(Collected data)
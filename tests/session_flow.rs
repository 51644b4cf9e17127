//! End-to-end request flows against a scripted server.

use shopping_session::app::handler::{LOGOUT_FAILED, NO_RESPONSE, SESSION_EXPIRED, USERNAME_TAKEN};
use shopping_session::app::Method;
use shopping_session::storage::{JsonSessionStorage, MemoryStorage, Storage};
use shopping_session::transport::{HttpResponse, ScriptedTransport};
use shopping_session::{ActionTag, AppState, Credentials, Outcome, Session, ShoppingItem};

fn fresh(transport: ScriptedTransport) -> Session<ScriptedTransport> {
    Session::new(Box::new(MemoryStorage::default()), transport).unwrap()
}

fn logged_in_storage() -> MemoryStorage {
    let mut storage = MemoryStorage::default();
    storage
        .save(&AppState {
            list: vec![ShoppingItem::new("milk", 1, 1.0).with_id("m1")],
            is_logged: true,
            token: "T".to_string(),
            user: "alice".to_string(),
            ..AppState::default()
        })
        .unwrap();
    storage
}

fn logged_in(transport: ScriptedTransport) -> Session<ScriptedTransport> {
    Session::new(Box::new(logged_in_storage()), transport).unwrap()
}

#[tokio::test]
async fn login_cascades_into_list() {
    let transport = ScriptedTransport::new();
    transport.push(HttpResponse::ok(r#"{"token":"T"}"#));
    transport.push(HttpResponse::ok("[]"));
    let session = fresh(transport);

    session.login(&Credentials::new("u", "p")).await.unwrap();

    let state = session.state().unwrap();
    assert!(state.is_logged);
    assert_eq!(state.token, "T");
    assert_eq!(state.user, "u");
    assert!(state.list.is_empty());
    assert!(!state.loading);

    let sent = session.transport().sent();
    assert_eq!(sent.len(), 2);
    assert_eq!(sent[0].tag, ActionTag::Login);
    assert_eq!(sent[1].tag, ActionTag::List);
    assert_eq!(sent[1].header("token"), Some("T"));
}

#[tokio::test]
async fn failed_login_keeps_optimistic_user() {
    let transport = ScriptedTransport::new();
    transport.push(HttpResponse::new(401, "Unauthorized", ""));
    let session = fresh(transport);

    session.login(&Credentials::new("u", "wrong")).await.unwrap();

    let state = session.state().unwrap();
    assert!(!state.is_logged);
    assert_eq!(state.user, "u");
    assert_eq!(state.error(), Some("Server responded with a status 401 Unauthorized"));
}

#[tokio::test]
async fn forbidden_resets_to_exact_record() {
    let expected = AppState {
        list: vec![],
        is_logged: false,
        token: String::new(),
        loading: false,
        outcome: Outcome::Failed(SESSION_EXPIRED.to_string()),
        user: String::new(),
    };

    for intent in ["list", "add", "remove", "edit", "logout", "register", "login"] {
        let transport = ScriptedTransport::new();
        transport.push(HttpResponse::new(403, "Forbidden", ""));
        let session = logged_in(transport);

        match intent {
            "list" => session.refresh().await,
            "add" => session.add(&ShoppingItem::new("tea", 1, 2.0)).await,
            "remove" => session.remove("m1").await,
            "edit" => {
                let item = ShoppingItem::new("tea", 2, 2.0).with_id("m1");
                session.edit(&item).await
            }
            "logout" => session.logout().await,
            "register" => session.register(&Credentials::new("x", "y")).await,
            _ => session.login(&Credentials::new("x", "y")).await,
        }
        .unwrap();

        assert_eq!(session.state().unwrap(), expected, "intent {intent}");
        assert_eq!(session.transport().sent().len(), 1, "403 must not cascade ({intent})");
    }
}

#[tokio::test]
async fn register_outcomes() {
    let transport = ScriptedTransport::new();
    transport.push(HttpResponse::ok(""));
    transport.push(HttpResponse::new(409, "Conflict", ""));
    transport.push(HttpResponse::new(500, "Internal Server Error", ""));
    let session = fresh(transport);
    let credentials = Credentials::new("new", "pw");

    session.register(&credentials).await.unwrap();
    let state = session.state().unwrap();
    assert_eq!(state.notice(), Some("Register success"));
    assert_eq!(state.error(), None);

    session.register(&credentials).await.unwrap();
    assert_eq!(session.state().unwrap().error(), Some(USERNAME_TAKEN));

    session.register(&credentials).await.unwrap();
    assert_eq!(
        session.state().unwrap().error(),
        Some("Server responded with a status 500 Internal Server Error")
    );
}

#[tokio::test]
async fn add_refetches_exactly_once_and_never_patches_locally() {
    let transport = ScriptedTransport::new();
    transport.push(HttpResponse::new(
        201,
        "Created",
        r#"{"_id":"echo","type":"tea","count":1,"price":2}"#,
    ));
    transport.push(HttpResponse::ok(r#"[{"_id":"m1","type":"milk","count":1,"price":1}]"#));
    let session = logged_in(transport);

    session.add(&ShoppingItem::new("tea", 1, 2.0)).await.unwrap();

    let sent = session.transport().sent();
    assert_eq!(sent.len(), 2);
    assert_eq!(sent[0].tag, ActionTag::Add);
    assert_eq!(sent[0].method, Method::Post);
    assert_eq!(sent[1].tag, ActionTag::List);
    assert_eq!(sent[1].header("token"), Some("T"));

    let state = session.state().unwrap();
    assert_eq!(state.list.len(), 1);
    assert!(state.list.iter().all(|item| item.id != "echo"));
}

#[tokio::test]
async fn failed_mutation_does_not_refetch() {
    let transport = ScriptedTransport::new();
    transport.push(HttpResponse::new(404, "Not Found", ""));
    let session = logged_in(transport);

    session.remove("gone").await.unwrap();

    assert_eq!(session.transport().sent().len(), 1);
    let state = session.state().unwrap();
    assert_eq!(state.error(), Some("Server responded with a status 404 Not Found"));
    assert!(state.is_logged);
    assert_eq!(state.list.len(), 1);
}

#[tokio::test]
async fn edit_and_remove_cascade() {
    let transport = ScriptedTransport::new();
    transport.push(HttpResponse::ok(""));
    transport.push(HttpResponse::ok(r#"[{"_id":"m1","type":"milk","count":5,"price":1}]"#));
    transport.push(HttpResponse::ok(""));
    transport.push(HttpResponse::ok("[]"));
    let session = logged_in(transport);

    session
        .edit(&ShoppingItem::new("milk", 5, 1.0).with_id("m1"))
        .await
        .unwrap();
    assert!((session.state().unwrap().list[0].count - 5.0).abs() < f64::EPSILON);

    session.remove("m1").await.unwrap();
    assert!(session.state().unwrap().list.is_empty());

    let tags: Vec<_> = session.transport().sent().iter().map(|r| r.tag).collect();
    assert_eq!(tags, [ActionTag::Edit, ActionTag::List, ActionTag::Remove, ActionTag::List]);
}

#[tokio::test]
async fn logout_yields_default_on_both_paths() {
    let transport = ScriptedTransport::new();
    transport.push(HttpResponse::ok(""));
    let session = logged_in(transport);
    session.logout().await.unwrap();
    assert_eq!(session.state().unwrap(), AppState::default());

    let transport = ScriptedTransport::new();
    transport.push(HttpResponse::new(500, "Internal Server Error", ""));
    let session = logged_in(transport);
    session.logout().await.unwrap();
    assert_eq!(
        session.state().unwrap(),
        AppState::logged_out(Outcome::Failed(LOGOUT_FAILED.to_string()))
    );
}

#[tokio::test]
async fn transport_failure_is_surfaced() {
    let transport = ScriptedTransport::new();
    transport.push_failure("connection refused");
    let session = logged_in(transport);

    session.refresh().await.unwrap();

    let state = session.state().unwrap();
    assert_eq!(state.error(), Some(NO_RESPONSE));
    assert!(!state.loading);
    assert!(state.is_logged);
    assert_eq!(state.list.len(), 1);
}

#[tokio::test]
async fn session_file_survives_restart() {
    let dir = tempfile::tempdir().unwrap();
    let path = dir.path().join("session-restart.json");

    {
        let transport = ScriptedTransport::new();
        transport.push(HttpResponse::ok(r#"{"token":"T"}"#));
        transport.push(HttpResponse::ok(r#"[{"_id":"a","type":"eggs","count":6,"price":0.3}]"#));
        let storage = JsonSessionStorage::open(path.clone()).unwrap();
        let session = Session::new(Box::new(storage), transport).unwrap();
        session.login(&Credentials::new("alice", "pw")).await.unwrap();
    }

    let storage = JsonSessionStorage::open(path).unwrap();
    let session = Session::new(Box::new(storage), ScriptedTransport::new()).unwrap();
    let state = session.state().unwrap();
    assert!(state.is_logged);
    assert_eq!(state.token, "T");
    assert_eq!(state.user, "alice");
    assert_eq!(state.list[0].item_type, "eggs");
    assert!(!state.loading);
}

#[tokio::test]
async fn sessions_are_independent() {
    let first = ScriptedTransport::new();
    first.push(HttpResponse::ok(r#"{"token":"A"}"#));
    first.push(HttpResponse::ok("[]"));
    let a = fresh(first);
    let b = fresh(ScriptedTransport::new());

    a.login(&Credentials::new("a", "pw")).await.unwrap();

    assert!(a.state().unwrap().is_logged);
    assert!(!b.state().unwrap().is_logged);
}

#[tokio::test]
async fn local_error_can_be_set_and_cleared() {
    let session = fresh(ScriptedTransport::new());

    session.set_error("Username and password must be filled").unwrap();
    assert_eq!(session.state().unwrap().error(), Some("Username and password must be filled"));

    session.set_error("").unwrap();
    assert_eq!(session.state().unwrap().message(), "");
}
==
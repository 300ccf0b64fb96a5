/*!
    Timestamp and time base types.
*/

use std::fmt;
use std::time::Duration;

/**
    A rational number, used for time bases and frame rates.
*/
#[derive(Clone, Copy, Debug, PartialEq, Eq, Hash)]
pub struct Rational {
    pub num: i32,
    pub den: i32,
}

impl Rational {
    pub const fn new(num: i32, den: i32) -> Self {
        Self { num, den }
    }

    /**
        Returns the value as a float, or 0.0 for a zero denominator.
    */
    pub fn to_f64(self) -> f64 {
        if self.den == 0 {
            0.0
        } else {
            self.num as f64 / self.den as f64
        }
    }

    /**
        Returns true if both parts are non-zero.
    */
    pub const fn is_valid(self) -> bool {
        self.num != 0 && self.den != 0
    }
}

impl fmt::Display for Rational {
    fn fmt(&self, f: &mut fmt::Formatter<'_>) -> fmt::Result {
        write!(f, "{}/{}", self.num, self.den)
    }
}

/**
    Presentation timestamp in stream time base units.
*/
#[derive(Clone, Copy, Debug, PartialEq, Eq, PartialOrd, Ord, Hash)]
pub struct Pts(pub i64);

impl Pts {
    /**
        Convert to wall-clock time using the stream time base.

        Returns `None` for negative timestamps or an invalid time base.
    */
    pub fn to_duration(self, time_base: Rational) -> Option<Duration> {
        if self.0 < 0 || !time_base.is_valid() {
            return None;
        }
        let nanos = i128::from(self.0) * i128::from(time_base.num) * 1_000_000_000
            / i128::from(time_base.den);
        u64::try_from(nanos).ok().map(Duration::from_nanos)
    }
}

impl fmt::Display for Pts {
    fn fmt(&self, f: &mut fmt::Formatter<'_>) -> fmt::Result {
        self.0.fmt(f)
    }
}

- [Exercise details]: What lines in the data above contain the word "refresh"? Copy them all.

- [Answer for the task]:
            "list" => session.refresh().await,
    session.refresh().await.unwrap();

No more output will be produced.